What is needed →
Check every line of the entries below for "Coordinate", and copy the lines that have it.

▬▬▬▬▬▬▬▬▬▬

/// A two-level forest of groups and leaves with cascading check and
/// selection state.
///
/// # Example
///
/// ```
/// use thicket::{CheckState, Coordinate, HierarchicalIndexTree, ItemRef};
///
/// let mut tree = HierarchicalIndexTree::new();
///
/// // An out-of-range row appends a new group with one leaf.
/// tree.insert(Coordinate::INVALID, "site_a", "scan_01", true);
/// // A valid row appends a leaf to that group.
/// tree.insert(Coordinate::new(0, -1), "", "scan_02", false);
///
/// tree.set_checked(Coordinate::new(0, 1), false);
/// assert_eq!(
///     tree.check_state(ItemRef::Group(0)),
///     Some(CheckState::PartiallyChecked)
/// );
/// assert_eq!(tree.checked_coordinates(), vec![Coordinate::new(0, 0)]);
/// ```
#[derive(Debug, Default)]
pub struct HierarchicalIndexTree {
    pub(super) groups: Vec<Group>,
    pub(super) current: Option<Coordinate>,
    pub(super) config: TreeConfig,
    pub(super) signals: TreeSignals,
}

▬▬▬▬▬▬▬▬▬▬

Solution for this exercise →
/// use thicket::{CheckState, Coordinate, HierarchicalIndexTree, ItemRef};
/// tree.insert(Coordinate::INVALID, "site_a", "scan_01", true);
/// tree.insert(Coordinate::new(0, -1), "", "scan_02", false);
/// tree.set_checked(Coordinate::new(0, 1), false);
/// assert_eq!(tree.checked_coordinates(), vec![Coordinate::new(0, 0)]);
    pub(super) current: Option<Coordinate>,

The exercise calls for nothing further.